--- START ---

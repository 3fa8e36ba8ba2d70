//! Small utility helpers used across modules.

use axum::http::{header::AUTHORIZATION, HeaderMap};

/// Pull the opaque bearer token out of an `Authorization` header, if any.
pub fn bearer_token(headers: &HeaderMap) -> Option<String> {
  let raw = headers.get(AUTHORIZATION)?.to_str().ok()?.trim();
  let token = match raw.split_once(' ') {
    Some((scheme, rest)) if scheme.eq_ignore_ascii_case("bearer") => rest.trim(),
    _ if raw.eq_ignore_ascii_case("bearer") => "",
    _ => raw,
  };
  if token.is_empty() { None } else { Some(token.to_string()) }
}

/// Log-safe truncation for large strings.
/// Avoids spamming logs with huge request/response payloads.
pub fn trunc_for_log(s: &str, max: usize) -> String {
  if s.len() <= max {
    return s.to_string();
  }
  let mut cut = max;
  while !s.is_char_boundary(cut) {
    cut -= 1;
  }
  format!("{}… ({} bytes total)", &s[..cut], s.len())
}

--- END ---

§ **TASK DETAILS**: Word for word, restate the whole of the material above.

§ **SOLUTION**:
repository 3fa8e36ba8ba2d70
//! Small utility helpers used across modules.

use axum::http::{header::AUTHORIZATION, HeaderMap};

/// Pull the opaque bearer token out of an `Authorization` header, if any.
pub fn bearer_token(headers: &HeaderMap) -> Option<String> {
  let raw = headers.get(AUTHORIZATION)?.to_str().ok()?.trim();
  let token = match raw.split_once(' ') {
    Some((scheme, rest)) if scheme.eq_ignore_ascii_case("bearer") => rest.trim(),
    _ if raw.eq_ignore_ascii_case("bearer") => "",
    _ => raw,
  };
  if token.is_empty() { None } else { Some(token.to_string()) }
}

/// Log-safe truncation for large strings.
/// Avoids spamming logs with huge request/response payloads.
pub fn trunc_for_log(s: &str, max: usize) -> String {
  if s.len() <= max {
    return s.to_string();
  }
  let mut cut = max;
  while !s.is_char_boundary(cut) {
    cut -= 1;
  }
  format!("{}… ({} bytes total)", &s[..cut], s.len())
}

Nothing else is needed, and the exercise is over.